▸ **WORK TO BE COMPLETED**
What lines of the data below include the word "Close"? Report them by copying each.

▸ **EXERCISE DATA**
//! Boolean rule formulas attached to dimensions: `VAR`, `(A AND B)`, `(A OR B)`, `NOT(A)`.
//!
//! Formulas are parsed once at registry load and evaluated many times. Evaluation is
//! total: a variable missing from the context is false.

use crate::error::{MeaningError, MeaningResult};
use std::collections::BTreeMap;
use std::fmt;

/// Working context: concept id -> truth value for one request.
pub type Context = BTreeMap<String, bool>;

/// Immutable AST for a dimension's logical rule.
#[derive(Debug, Clone, PartialEq, Eq)]
pub enum LogicalExpression {
    Variable(String),
    And(Box<LogicalExpression>, Box<LogicalExpression>),
    Or(Box<LogicalExpression>, Box<LogicalExpression>),
    Not(Box<LogicalExpression>),
}

impl LogicalExpression {
    pub fn parse(input: &str) -> MeaningResult<Self> {
        parse(input)
    }

    /// Evaluate against a context. Never fails; absent variables are false.
    pub fn evaluate(&self, context: &Context) -> bool {
        match self {
            LogicalExpression::Variable(name) => context.get(name).copied().unwrap_or(false),
            LogicalExpression::And(a, b) => a.evaluate(context) && b.evaluate(context),
            LogicalExpression::Or(a, b) => a.evaluate(context) || b.evaluate(context),
            LogicalExpression::Not(inner) => !inner.evaluate(context),
        }
    }

    /// Variables referenced by the expression, in first-occurrence order without repeats.
    pub fn variables(&self) -> Vec<&str> {
        let mut out = Vec::new();
        self.collect_variables(&mut out);
        out
    }

    fn collect_variables<'a>(&'a self, out: &mut Vec<&'a str>) {
        match self {
            LogicalExpression::Variable(name) => {
                if !out.contains(&name.as_str()) {
                    out.push(name.as_str());
                }
            }
            LogicalExpression::And(a, b) | LogicalExpression::Or(a, b) => {
                a.collect_variables(out);
                b.collect_variables(out);
            }
            LogicalExpression::Not(inner) => inner.collect_variables(out),
        }
    }
}

/// Free-function form of [`LogicalExpression::evaluate`].
pub fn evaluate(expr: &LogicalExpression, context: &Context) -> bool {
    expr.evaluate(context)
}

impl fmt::Display for LogicalExpression {
    fn fmt(&self, f: &mut fmt::Formatter<'_>) -> fmt::Result {
        match self {
            LogicalExpression::Variable(name) => write!(f, "{}", name),
            LogicalExpression::And(a, b) => write!(f, "({} AND {})", a, b),
            LogicalExpression::Or(a, b) => write!(f, "({} OR {})", a, b),
            LogicalExpression::Not(inner) => write!(f, "NOT({})", inner),
        }
    }
}

#[derive(Debug, Clone, PartialEq)]
enum Token {
    Ident(String),
    And,
    Or,
    Not,
    Open,
    Close,
}

impl Token {
    fn describe(&self) -> String {
        match self {
            Token::Ident(s) => format!("identifier '{}'", s),
            Token::And => "AND".to_string(),
            Token::Or => "OR".to_string(),
            Token::Not => "NOT".to_string(),
            Token::Open => "'('".to_string(),
            Token::Close => "')'".to_string(),
        }
    }
}

fn is_ident_char(ch: char) -> bool {
    ch.is_ascii_alphanumeric() || matches!(ch, '_' | '.' | ':' | '-')
}

/// Tokenize into (byte offset, token) pairs.
fn tokenize(input: &str) -> MeaningResult<Vec<(usize, Token)>> {
    let mut tokens = Vec::new();
    let mut chars = input.char_indices().peekable();

    while let Some(&(pos, ch)) = chars.peek() {
        if ch.is_whitespace() {
            chars.next();
            continue;
        }
        if ch == '(' {
            tokens.push((pos, Token::Open));
            chars.next();
            continue;
        }
        if ch == ')' {
            tokens.push((pos, Token::Close));
            chars.next();
            continue;
        }
        if is_ident_char(ch) {
            let mut word = String::new();
            while let Some(&(_, c)) = chars.peek() {
                if is_ident_char(c) {
                    word.push(c);
                    chars.next();
                } else {
                    break;
                }
            }
            let token = match word.to_ascii_uppercase().as_str() {
                "AND" => Token::And,
                "OR" => Token::Or,
                "NOT" => Token::Not,
                _ => Token::Ident(word),
            };
            tokens.push((pos, token));
            continue;
        }
        return Err(MeaningError::parse(pos, format!("unknown operator '{}'", ch)));
    }

    Ok(tokens)
}

/// Deepest expression tree, and deepest `(`/`NOT` nesting, a rule may have.
pub const MAX_DEPTH: usize = 256;

/// Parse a rule string into an expression.
pub fn parse(input: &str) -> MeaningResult<LogicalExpression> {
    let tokens = tokenize(input)?;
    if tokens.is_empty() {
        return Err(MeaningError::parse(0, "empty expression"));
    }
    let mut parser = Parser {
        tokens,
        pos: 0,
        end: input.len(),
        nesting: 0,
    };
    let (expr, _) = parser.parse_or()?;
    if let Some((offset, token)) = parser.tokens.get(parser.pos) {
        let message = if *token == Token::Close {
            "unbalanced parentheses: unexpected ')'".to_string()
        } else {
            format!("unexpected trailing {}", token.describe())
        };
        return Err(MeaningError::parse(*offset, message));
    }
    Ok(expr)
}

/// Every parse function returns the expression with its tree depth.
struct Parser {
    tokens: Vec<(usize, Token)>,
    pos: usize,
    end: usize,
    nesting: usize,
}

fn too_deep(offset: usize) -> MeaningError {
    MeaningError::parse(offset, format!("expression nested too deeply (limit {})", MAX_DEPTH))
}

impl Parser {
    fn peek(&self) -> Option<&Token> {
        self.tokens.get(self.pos).map(|(_, t)| t)
    }

    fn offset(&self) -> usize {
        self.tokens
            .get(self.pos)
            .map(|(o, _)| *o)
            .unwrap_or(self.end)
    }

    fn check_depth(depth: usize, offset: usize) -> MeaningResult<usize> {
        if depth > MAX_DEPTH {
            Err(too_deep(offset))
        } else {
            Ok(depth)
        }
    }

    fn enter(&mut self, offset: usize) -> MeaningResult<()> {
        self.nesting += 1;
        if self.nesting > MAX_DEPTH {
            return Err(too_deep(offset));
        }
        Ok(())
    }

    fn parse_or(&mut self) -> MeaningResult<(LogicalExpression, usize)> {
        let (mut left, mut depth) = self.parse_and()?;
        while self.peek() == Some(&Token::Or) {
            let offset = self.offset();
            self.pos += 1;
            let (right, right_depth) = self.parse_and()?;
            depth = Self::check_depth(depth.max(right_depth) + 1, offset)?;
            left = LogicalExpression::Or(Box::new(left), Box::new(right));
        }
        Ok((left, depth))
    }

    fn parse_and(&mut self) -> MeaningResult<(LogicalExpression, usize)> {
        let (mut left, mut depth) = self.parse_unary()?;
        while self.peek() == Some(&Token::And) {
            let offset = self.offset();
            self.pos += 1;
            let (right, right_depth) = self.parse_unary()?;
            depth = Self::check_depth(depth.max(right_depth) + 1, offset)?;
            left = LogicalExpression::And(Box::new(left), Box::new(right));
        }
        Ok((left, depth))
    }

    fn parse_unary(&mut self) -> MeaningResult<(LogicalExpression, usize)> {
        let offset = self.offset();
        match self.peek().cloned() {
            Some(Token::Not) => {
                self.enter(offset)?;
                self.pos += 1;
                let (inner, depth) = self.parse_unary()?;
                self.nesting -= 1;
                let depth = Self::check_depth(depth + 1, offset)?;
                Ok((LogicalExpression::Not(Box::new(inner)), depth))
            }
            Some(Token::Open) => {
                self.enter(offset)?;
                self.pos += 1;
                let (inner, depth) = self.parse_or()?;
                match self.peek() {
                    Some(Token::Close) => {
                        self.pos += 1;
                        self.nesting -= 1;
                        Ok((inner, depth))
                    }
                    Some(other) => Err(MeaningError::parse(
                        self.offset(),
                        format!("expected ')' but found {}", other.describe()),
                    )),
                    None => Err(MeaningError::parse(
                        self.end,
                        "unbalanced parentheses: missing ')'",
                    )),
                }
            }
            Some(Token::Ident(name)) => {
                self.pos += 1;
                Ok((LogicalExpression::Variable(name), 1))
            }
            Some(other) => Err(MeaningError::parse(
                offset,
                format!("unexpected {}", other.describe()),
            )),
            None => Err(MeaningError::parse(offset, "unexpected end of expression")),
        }
    }
}

#[cfg(test)]
mod tests {
    use super::*;

    fn ctx(pairs: &[(&str, bool)]) -> Context {
        pairs.iter().map(|(k, v)| (k.to_string(), *v)).collect()
    }

    #[test]
    fn parses_nested_grammar() {
        let expr = parse("((is_dog OR is_wolf) AND NOT(is_toy))").unwrap();
        assert_eq!(expr.to_string(), "((is_dog OR is_wolf) AND NOT(is_toy))");
        assert_eq!(expr.variables(), vec!["is_dog", "is_wolf", "is_toy"]);
    }

    #[test]
    fn keywords_are_case_insensitive() {
        let expr = parse("a and not b").unwrap();
        assert!(expr.evaluate(&ctx(&[("a", true)])));
        assert!(!expr.evaluate(&ctx(&[("a", true), ("b", true)])));
    }

    #[test]
    fn and_binds_tighter_than_or() {
        let expr = parse("a OR b AND c").unwrap();
        assert_eq!(expr.to_string(), "(a OR (b AND c))");
    }

    #[test]
    fn missing_variable_is_false() {
        let expr = parse("(x OR y)").unwrap();
        assert!(!expr.evaluate(&Context::new()));
        let negated = parse("NOT(x)").unwrap();
        assert!(negated.evaluate(&Context::new()));
    }

    #[test]
    fn display_round_trips() {
        let expr = parse("NOT (a OR (b AND NOT c))").unwrap();
        assert_eq!(parse(&expr.to_string()).unwrap(), expr);
    }

    #[test]
    fn rejects_unbalanced_parentheses() {
        let err = parse("(a AND b").unwrap_err();
        assert!(matches!(err, MeaningError::Parse { offset: 8, .. }), "{err}");
        let err = parse("a AND b)").unwrap_err();
        assert!(matches!(err, MeaningError::Parse { offset: 7, .. }), "{err}");
    }

    #[test]
    fn rejects_unknown_operator() {
        let err = parse("a && b").unwrap_err();
        assert!(matches!(err, MeaningError::Parse { offset: 2, .. }), "{err}");
    }

    #[test]
    fn rejects_dangling_operator_and_empty_input() {
        assert!(parse("a AND").is_err());
        assert!(parse("OR b").is_err());
        assert!(parse("   ").is_err());
        assert!(parse("()").is_err());
        assert!(parse("a b").is_err());
    }

    #[test]
    fn deep_nesting_is_a_parse_error() {
        let parens = format!("{}a{}", "(".repeat(200_000), ")".repeat(200_000));
        let err = parse(&parens).unwrap_err();
        assert!(matches!(err, MeaningError::Parse { ref message, .. } if message.contains("too deeply")), "{err}");

        let nots = format!("{}a", "NOT ".repeat(100_000));
        assert!(matches!(parse(&nots), Err(MeaningError::Parse { .. })));

        let chain = vec!["a"; 100_000].join(" AND ");
        assert!(matches!(parse(&chain), Err(MeaningError::Parse { .. })));
    }

    #[test]
    fn nesting_up_to_the_limit_parses() {
        let parens = format!("{}a{}", "(".repeat(MAX_DEPTH), ")".repeat(MAX_DEPTH));
        assert_eq!(parse(&parens).unwrap(), LogicalExpression::Variable("a".to_string()));

        let chain = vec!["a"; MAX_DEPTH].join(" OR ");
        assert!(parse(&chain).is_ok());
        let chain = vec!["a"; MAX_DEPTH + 1].join(" OR ");
        assert!(parse(&chain).is_err());
    }
}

▸ **TASK OUTPUT**
    Close,
            Token::Close => "')'".to_string(),
            tokens.push((pos, Token::Close));
        let message = if *token == Token::Close {
                    Some(Token::Close) => {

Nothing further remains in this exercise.